(Exercise aim) Give the number of lines in the data below that contain "resources", and only that number.

Saved data entries
################

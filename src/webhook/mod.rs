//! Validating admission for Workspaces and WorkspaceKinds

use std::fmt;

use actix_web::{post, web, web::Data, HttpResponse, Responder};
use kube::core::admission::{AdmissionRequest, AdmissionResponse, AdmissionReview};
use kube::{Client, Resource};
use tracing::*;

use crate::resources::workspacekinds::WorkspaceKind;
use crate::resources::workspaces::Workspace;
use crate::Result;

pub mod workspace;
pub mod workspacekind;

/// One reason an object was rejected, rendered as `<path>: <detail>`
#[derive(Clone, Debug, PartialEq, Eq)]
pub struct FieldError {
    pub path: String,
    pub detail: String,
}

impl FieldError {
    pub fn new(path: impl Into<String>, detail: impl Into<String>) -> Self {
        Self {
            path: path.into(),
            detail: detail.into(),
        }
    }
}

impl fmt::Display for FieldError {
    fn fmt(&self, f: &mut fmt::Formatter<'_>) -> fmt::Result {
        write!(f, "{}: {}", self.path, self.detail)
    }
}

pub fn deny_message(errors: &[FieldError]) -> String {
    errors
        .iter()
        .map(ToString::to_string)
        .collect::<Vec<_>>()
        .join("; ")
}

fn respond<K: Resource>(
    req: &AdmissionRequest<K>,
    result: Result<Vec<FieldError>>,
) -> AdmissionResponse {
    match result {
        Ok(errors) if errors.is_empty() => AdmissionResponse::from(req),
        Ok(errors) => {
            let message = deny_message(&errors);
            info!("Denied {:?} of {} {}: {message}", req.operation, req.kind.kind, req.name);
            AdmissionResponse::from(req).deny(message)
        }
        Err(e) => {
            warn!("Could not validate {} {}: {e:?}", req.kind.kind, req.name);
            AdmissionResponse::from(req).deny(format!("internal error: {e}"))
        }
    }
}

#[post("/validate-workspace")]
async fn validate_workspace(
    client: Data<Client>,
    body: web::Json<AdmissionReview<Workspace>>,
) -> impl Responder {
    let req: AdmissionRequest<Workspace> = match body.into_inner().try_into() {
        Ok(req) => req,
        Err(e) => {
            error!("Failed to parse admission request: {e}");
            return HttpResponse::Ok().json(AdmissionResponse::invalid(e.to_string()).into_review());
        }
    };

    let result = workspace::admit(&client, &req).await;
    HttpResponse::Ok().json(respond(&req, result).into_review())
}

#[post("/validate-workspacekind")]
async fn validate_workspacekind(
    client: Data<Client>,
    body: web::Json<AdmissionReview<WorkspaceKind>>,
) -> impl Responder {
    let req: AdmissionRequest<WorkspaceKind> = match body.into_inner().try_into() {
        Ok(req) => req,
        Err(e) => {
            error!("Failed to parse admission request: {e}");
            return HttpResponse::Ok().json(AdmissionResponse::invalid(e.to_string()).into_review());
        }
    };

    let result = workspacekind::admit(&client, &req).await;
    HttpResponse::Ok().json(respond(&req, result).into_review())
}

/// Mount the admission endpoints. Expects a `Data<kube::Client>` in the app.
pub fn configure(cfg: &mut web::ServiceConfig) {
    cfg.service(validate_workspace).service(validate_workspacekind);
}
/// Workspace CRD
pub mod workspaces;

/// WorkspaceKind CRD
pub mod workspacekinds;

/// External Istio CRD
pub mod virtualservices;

################

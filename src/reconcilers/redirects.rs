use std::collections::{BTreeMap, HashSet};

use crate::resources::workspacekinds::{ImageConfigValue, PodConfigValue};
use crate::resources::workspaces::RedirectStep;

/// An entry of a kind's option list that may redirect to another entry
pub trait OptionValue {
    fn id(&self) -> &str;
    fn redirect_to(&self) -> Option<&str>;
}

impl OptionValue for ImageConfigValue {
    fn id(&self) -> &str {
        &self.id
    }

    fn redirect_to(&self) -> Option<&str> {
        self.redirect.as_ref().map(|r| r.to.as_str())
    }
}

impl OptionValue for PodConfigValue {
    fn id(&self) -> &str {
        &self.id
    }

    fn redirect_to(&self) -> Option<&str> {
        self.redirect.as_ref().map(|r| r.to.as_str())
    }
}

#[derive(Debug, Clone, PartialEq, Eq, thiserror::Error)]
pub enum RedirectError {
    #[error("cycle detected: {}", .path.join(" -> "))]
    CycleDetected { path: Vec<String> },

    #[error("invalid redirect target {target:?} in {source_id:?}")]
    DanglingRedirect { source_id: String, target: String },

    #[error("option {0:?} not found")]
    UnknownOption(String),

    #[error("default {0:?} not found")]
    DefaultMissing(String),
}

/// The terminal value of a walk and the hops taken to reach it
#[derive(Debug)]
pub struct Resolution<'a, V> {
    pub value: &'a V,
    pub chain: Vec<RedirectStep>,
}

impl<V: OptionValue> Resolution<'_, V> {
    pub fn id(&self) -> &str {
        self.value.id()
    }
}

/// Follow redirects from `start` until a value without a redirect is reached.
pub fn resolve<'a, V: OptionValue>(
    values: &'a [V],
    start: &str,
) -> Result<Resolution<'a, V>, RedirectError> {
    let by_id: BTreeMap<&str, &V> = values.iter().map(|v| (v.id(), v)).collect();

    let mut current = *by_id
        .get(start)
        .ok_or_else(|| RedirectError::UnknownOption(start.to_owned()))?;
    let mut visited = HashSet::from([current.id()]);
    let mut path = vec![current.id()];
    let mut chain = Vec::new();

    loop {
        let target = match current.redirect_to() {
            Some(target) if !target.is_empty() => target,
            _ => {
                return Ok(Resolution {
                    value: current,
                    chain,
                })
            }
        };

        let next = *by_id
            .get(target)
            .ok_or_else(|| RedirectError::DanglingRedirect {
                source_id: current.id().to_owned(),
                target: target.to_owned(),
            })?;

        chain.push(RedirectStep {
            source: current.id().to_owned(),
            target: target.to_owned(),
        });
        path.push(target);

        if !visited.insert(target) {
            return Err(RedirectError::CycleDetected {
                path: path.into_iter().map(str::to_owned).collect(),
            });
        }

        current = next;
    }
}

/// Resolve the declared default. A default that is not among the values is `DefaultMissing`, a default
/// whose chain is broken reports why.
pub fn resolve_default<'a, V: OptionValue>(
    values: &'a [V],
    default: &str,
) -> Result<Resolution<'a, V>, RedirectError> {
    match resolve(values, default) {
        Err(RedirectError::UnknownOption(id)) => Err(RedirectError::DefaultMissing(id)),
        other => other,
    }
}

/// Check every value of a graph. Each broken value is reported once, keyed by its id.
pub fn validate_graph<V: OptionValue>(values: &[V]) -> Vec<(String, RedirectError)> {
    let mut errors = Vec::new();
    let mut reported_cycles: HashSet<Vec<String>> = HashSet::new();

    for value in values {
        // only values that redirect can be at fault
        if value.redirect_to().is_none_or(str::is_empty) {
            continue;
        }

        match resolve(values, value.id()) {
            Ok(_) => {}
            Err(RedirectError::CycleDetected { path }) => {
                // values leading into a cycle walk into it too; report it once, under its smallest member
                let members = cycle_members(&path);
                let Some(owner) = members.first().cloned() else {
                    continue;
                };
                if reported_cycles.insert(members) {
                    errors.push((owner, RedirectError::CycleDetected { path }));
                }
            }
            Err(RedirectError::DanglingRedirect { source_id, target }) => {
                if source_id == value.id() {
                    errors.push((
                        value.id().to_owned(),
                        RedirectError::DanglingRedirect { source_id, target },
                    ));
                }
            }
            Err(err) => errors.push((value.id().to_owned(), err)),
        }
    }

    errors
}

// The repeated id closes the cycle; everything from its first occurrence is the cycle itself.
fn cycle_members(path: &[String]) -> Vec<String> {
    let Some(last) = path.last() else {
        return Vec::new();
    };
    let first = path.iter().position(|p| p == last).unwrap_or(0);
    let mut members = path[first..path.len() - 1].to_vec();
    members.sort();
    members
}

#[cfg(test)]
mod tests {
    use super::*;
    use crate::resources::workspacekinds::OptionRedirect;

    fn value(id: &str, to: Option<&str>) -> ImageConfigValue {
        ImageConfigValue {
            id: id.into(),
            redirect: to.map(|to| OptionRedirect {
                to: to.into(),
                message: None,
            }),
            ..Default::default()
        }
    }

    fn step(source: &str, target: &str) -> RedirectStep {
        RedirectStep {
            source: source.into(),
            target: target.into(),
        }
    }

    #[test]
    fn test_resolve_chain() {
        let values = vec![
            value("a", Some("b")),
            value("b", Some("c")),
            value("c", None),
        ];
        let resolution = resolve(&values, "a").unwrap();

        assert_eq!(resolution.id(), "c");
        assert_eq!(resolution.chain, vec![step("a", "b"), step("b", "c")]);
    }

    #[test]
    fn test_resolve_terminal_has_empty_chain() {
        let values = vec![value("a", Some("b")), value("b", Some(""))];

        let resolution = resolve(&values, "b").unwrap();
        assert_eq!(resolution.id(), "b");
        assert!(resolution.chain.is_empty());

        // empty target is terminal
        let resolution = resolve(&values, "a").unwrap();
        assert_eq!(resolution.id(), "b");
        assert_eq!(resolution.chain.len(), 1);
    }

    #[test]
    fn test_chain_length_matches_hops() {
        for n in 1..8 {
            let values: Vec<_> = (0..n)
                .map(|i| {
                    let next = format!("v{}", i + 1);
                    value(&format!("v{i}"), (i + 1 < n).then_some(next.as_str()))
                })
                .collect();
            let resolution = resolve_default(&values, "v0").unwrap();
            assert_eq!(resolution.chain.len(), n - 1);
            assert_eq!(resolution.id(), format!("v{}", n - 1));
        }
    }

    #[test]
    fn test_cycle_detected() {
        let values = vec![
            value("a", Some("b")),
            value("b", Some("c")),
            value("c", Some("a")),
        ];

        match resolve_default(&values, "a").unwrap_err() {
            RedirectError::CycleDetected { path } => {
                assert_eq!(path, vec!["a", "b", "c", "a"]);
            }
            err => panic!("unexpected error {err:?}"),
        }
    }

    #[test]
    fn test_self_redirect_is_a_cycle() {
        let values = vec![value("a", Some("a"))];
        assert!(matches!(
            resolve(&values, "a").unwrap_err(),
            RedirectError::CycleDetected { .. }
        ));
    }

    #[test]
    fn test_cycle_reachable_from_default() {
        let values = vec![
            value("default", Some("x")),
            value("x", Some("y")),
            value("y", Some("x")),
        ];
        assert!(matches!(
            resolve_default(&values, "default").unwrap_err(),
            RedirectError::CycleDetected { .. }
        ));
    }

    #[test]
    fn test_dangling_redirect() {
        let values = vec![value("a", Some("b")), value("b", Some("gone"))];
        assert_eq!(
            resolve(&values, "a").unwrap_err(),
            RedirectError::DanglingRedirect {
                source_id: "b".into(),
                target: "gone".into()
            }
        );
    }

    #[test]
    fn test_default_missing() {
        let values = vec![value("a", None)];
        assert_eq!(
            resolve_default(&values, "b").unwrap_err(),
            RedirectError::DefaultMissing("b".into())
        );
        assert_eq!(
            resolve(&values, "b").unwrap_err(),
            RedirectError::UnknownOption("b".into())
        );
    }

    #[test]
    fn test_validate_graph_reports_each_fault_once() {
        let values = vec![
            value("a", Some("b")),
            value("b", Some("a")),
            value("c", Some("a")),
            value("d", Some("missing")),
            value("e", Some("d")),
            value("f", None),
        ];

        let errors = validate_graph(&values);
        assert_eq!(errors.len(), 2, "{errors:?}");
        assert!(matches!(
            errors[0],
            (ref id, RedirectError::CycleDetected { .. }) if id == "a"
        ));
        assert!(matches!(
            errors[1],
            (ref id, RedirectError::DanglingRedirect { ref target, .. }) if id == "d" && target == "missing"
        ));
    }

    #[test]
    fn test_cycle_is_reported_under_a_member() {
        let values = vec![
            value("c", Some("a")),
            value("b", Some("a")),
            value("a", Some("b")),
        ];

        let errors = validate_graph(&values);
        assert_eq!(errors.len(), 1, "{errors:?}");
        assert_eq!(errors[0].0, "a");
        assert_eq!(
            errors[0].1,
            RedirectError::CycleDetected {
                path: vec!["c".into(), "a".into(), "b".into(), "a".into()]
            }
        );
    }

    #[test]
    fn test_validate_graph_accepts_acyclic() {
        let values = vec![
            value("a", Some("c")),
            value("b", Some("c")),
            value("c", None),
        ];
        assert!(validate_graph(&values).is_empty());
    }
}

################

(Answer area) 5